Bad Feminist: Essays

Don't let the title fool you. Roxane Gay--cultural critic, blogger, and author of Ayiti and An Untamed State--isn't a bad feminist. She's outspoken, persuasive and incisive, and in her essay collection Bad Feminist, she proves that feminism can exist among a variety of apparent contradictions, be they loving the color pink or dancing to a filthy rap song.

The collection is a perfect entrée into the world of feminism for those whose politics or predilections might have initially made them wary of the term. Gay writes fearlessly, calling foul on anyone whose superficial concept of a feminist entails an angry wench with hairy armpits.
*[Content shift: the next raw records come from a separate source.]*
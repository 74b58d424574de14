//! Line-oriented page layout: headings, wrapped paragraphs, label/value
//! pairs and explicit page breaks, paginated at a fixed line count.

/// Characters per line.
pub const PAGE_WIDTH: usize = 72;
/// Body lines per page (excluding the page header).
pub const LINES_PER_PAGE: usize = 48;

const LABEL_WIDTH: usize = 26;

#[derive(Debug, Clone, PartialEq, Eq)]
enum Line {
    Text(String),
    Break,
}

/// One page of body lines.
#[derive(Debug, Clone, PartialEq, Eq)]
pub struct Page {
    pub number: usize,
    pub lines: Vec<String>,
}

#[derive(Debug, Default)]
pub struct Layout {
    lines: Vec<Line>,
}

impl Layout {
    pub fn new() -> Self {
        Self::default()
    }

    pub fn title(&mut self, text: &str) {
        for line in wrap(&text.to_uppercase(), PAGE_WIDTH) {
            let pad = PAGE_WIDTH.saturating_sub(line.chars().count()) / 2;
            self.push(format!("{}{line}", " ".repeat(pad)));
        }
        self.blank();
    }

    pub fn heading(&mut self, text: &str) {
        self.ensure_gap();
        self.push(text.to_string());
        self.push("-".repeat(text.chars().count().min(PAGE_WIDTH)));
    }

    pub fn paragraph(&mut self, text: &str) {
        for line in wrap(text, PAGE_WIDTH) {
            self.push(line);
        }
        self.blank();
    }

    /// `Label ........ value`, continuation lines aligned under the value.
    pub fn field(&mut self, label: &str, value: &str) {
        let indent = " ".repeat(LABEL_WIDTH);
        let wrapped = wrap(value, PAGE_WIDTH - LABEL_WIDTH);
        let mut rest = wrapped.into_iter();
        let first = rest.next().unwrap_or_default();
        self.push(format!("{:<width$}{first}", format!("{label}:"), width = LABEL_WIDTH));
        for line in rest {
            self.push(format!("{indent}{line}"));
        }
    }

    /// Hanging-indent list item such as `  1. text` or `  - text`.
    pub fn item(&mut self, marker: &str, text: &str) {
        let lead = format!("  {marker} ");
        let hang = " ".repeat(lead.chars().count());
        let width = PAGE_WIDTH.saturating_sub(lead.chars().count()).max(1);
        for (i, line) in wrap(text, width).into_iter().enumerate() {
            let prefix = if i == 0 { &lead } else { &hang };
            self.push(format!("{prefix}{line}"));
        }
    }

    pub fn signature(&mut self, role: &str, name: &str) {
        self.ensure_gap();
        self.push(role.to_uppercase());
        for line in wrap(name, PAGE_WIDTH) {
            self.push(line);
        }
        self.blank();
        self.push(format!("By:    {}", "_".repeat(36)));
        self.push(format!("Name:  {}", "_".repeat(36)));
        self.push(format!("Title: {}", "_".repeat(36)));
        self.push(format!("Date:  {}", "_".repeat(36)));
        self.blank();
    }

    pub fn blank(&mut self) {
        if !matches!(self.lines.last(), Some(Line::Text(l)) if l.is_empty()) {
            self.lines.push(Line::Text(String::new()));
        }
    }

    pub fn page_break(&mut self) {
        self.lines.push(Line::Break);
    }

    fn ensure_gap(&mut self) {
        if !self.lines.is_empty() {
            self.blank();
        }
    }

    fn push(&mut self, line: String) {
        self.lines.push(Line::Text(line));
    }

    /// Split into pages of at most `per_page` lines.
    ///
    /// Leading blank lines are dropped from each page and empty pages are
    /// never emitted, so the result always has at least one page.
    pub fn paginate(self, per_page: usize) -> Vec<Page> {
        let per_page = per_page.max(1);
        let mut pages: Vec<Vec<String>> = vec![Vec::new()];
        for line in self.lines {
            match line {
                Line::Break => {
                    if pages.last().is_some_and(|p| !p.is_empty()) {
                        pages.push(Vec::new());
                    }
                }
                Line::Text(text) => {
                    if pages.last().is_some_and(|p| p.len() >= per_page) {
                        pages.push(Vec::new());
                    }
                    if let Some(page) = pages.last_mut()
                        && !(page.is_empty() && text.is_empty())
                    {
                        page.push(text);
                    }
                }
            }
        }
        for page in &mut pages {
            while page.last().is_some_and(|l| l.is_empty()) {
                page.pop();
            }
        }
        if pages.len() > 1 {
            pages.retain(|p| !p.is_empty());
        }
        pages
            .into_iter()
            .enumerate()
            .map(|(i, lines)| Page {
                number: i + 1,
                lines,
            })
            .collect()
    }
}

/// Greedy word wrap. Words longer than `width` are split across lines.
/// Embedded newlines start new lines.
pub fn wrap(text: &str, width: usize) -> Vec<String> {
    let width = width.max(1);
    let mut out = Vec::new();
    for raw in text.lines() {
        let mut line = String::new();
        for word in raw.split_whitespace() {
            if word.chars().count() > width {
                if !line.is_empty() {
                    out.push(std::mem::take(&mut line));
                }
                let chars: Vec<char> = word.chars().collect();
                let mut chunks = chars.chunks(width).peekable();
                while let Some(chunk) = chunks.next() {
                    let piece: String = chunk.iter().collect();
                    if chunks.peek().is_some() {
                        out.push(piece);
                    } else {
                        line = piece;
                    }
                }
                continue;
            }
            let needed = if line.is_empty() {
                word.chars().count()
            } else {
                line.chars().count() + 1 + word.chars().count()
            };
            if needed > width && !line.is_empty() {
                out.push(std::mem::take(&mut line));
            }
            if !line.is_empty() {
                line.push(' ');
            }
            line.push_str(word);
        }
        out.push(line);
    }
    if out.is_empty() {
        out.push(String::new());
    }
    out
}
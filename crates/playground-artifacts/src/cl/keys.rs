//! Deterministic interop validator keys.

use super::ssz::sha256;
use crate::{Error, Result};
use alloy::primitives::{U256, hex};
use blst::min_pk::{AggregatePublicKey, PublicKey, SecretKey};

/// Domain separation tag for proof-of-possession BLS signatures
pub const BLS_DST: &[u8] = b"BLS_SIG_BLS12381G2_XMD:SHA-256_SSWU_RO_POP_";

/// Order of the BLS12-381 scalar field
const CURVE_ORDER: [u8; 32] =
    hex!("73eda753299d7d483339d80809a1d80553bda402fffe5bfeffffffff00000001");

/// A validator key pair
pub struct ValidatorKey {
    /// Index in the interop sequence
    pub index: u64,
    /// Big-endian secret scalar
    pub secret: [u8; 32],
    /// Compressed public key
    pub pubkey: [u8; 48],
    sk: SecretKey,
}

impl std::fmt::Debug for ValidatorKey {
    fn fmt(&self, f: &mut std::fmt::Formatter<'_>) -> std::fmt::Result {
        f.debug_struct("ValidatorKey")
            .field("index", &self.index)
            .field("pubkey", &hex::encode_prefixed(self.pubkey))
            .finish()
    }
}

impl ValidatorKey {
    /// Interop key `index`: `sha256(le32(index))` read little-endian, reduced mod r
    pub fn interop(index: u64) -> Result<Self> {
        let mut preimage = [0u8; 32];
        preimage[..8].copy_from_slice(&index.to_le_bytes());
        let digest = sha256(&preimage);

        let scalar = U256::from_le_bytes(digest).reduce_mod(U256::from_be_bytes(CURVE_ORDER));
        let secret: [u8; 32] = scalar.to_be_bytes();

        let sk = SecretKey::from_bytes(&secret)
            .map_err(|e| Error::Crypto(format!("interop key {}: {:?}", index, e)))?;
        let pubkey = sk.sk_to_pk().compress();
        Ok(Self { index, secret, pubkey, sk })
    }

    /// Sign a message with the proof-of-possession ciphersuite
    pub fn sign(&self, message: &[u8]) -> [u8; 96] {
        self.sk.sign(message, BLS_DST, &[]).compress()
    }

    /// Hex public key with `0x` prefix
    pub fn pubkey_hex(&self) -> String {
        hex::encode_prefixed(self.pubkey)
    }
}

/// The first `count` interop keys
pub fn interop_keys(count: u64) -> Result<Vec<ValidatorKey>> {
    (0..count).map(ValidatorKey::interop).collect()
}

/// Aggregate compressed public keys
pub fn aggregate_pubkeys(pubkeys: &[[u8; 48]]) -> Result<[u8; 48]> {
    let keys = pubkeys
        .iter()
        .map(|pk| PublicKey::uncompress(pk).map_err(|e| Error::Crypto(format!("{:?}", e))))
        .collect::<Result<Vec<_>>>()?;
    let refs: Vec<&PublicKey> = keys.iter().collect();
    let aggregate = AggregatePublicKey::aggregate(&refs, false)
        .map_err(|e| Error::Crypto(format!("aggregate public keys: {:?}", e)))?;
    Ok(aggregate.to_public_key().compress())
}
//! Built-in component kinds.

mod buildernet;
pub mod hooks;
mod l1;
mod opstack;

pub use buildernet::{BuilderHub, BuilderHubDb, RBUILDER_CONFIG, Rbuilder};
pub use l1::{Contender, LighthouseBeacon, LighthouseValidator, MevBoostRelay, Reth, reth_release};
pub use opstack::{OpBatcher, OpGeth, OpNode, RollupBoost};

use crate::ComponentFactory;
use std::sync::Arc;

/// Every built-in kind with its default wiring
pub fn builtin() -> Vec<Arc<dyn ComponentFactory>> {
    vec![
        Arc::new(Reth::default()),
        Arc::new(LighthouseBeacon::default()),
        Arc::new(LighthouseValidator::default()),
        Arc::new(MevBoostRelay::default()),
        Arc::new(Contender::default()),
        Arc::new(OpGeth::default()),
        Arc::new(OpNode::default()),
        Arc::new(OpBatcher::default()),
        Arc::new(RollupBoost::default()),
        Arc::new(Rbuilder::default()),
        Arc::new(BuilderHubDb),
        Arc::new(BuilderHub::default()),
    ]
}
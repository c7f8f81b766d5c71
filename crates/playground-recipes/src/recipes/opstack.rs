use super::l1::{L1_ENDPOINTS, L1Options, add_l1};
use crate::components::{OpBatcher, OpGeth, OpNode, RollupBoost};
use crate::recipe::endpoints;
use crate::{ComponentFactory, FlagSet, Recipe, RecipeContext, Result};
use playground_artifacts::l2::DEFAULT_L2_BLOCK_TIME;
use playground_artifacts::{ArtifactsBuilder, L2Config};
use playground_manifest::{ComponentTree, Manifest};
use std::collections::BTreeMap;

/// The L1 stack plus an OP-stack L2
#[derive(Debug, Clone, Copy, Default)]
pub struct OpStackRecipe;

impl Recipe for OpStackRecipe {
    fn name(&self) -> &str {
        "opstack"
    }

    fn description(&self) -> &str {
        "Deploy an OP stack L2 on top of the l1 recipe"
    }

    fn flags(&self) -> FlagSet {
        FlagSet::new()
            .int("block-time", DEFAULT_L2_BLOCK_TIME, "L2 block time in seconds")
            .optional_int(
                "latest-fork",
                "Unset for Isthmus, 0 for Jovian at genesis, n for Jovian after n blocks",
            )
            .string("external-builder", "", "Engine API URL of an external block builder")
    }

    fn artifacts(&self, builder: ArtifactsBuilder, flags: &FlagSet) -> Result<ArtifactsBuilder> {
        let l2 = L2Config::default()
            .with_block_time(flags.get_int("block-time").unwrap_or(DEFAULT_L2_BLOCK_TIME))
            .with_latest_fork(flags.get_int("latest-fork"));
        Ok(builder.with_l2(l2))
    }

    fn apply(&self, ctx: &mut RecipeContext<'_>) -> Result<ComponentTree> {
        let mut tree = ComponentTree::new(self.name());
        let root = tree.root();
        add_l1(&mut tree, root, ctx, L1Options::default())?;

        let block_time = ctx.flags.get_int("block-time").unwrap_or(DEFAULT_L2_BLOCK_TIME);
        let external = ctx.flags.get_string("external-builder").map(str::to_string);

        let op_geth = OpGeth { block_time }.build("op-geth", ctx)?;
        let component = tree.add_component(root, "op-geth");
        tree.add_service(component, op_geth);

        let l2_engine = match external {
            Some(builder_url) => {
                let boost = RollupBoost { l2: "op-geth".to_string(), builder_url }
                    .build("rollup-boost", ctx)?;
                let component = tree.add_component(root, "rollup-boost");
                tree.add_service(component, boost);
                "rollup-boost"
            }
            None => "op-geth",
        };

        let op_node = OpNode { l2_engine: l2_engine.to_string(), ..OpNode::default() }
            .build("op-node", ctx)?;
        let component = tree.add_component(root, "op-node");
        tree.add_service(component, op_node);

        let batcher = OpBatcher::default().build("op-batcher", ctx)?;
        let component = tree.add_component(root, "op-batcher");
        tree.add_service(component, batcher);

        Ok(tree)
    }

    fn output(&self, manifest: &Manifest) -> BTreeMap<String, String> {
        let mut out = endpoints(manifest, L1_ENDPOINTS);
        out.extend(endpoints(
            manifest,
            &[
                ("op-geth-http", "op-geth", "http"),
                ("op-geth-ws", "op-geth", "ws"),
                ("op-node-http", "op-node", "http"),
                ("rollup-boost", "rollup-boost", "authrpc"),
            ],
        ));
        out
    }
}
She empowers her readers to be any kind of feminist they choose, even a "bad" one, confessing her own uneasy ardor for the ultra-girly Sweet Valley High books and melodramatic reality TV. Unlike many cultural critics, Gay doesn't pretend to have all the answers; her greatest strength here is her insistence on raising questions, even those she can't resolve in the course of an essay. She tackles disparate, sometimes controversial subjects like Trayvon Martin's killing or the racial implications of the film Django Unchained with empathy and openness, interweaving her own experiences with larger cultural observations.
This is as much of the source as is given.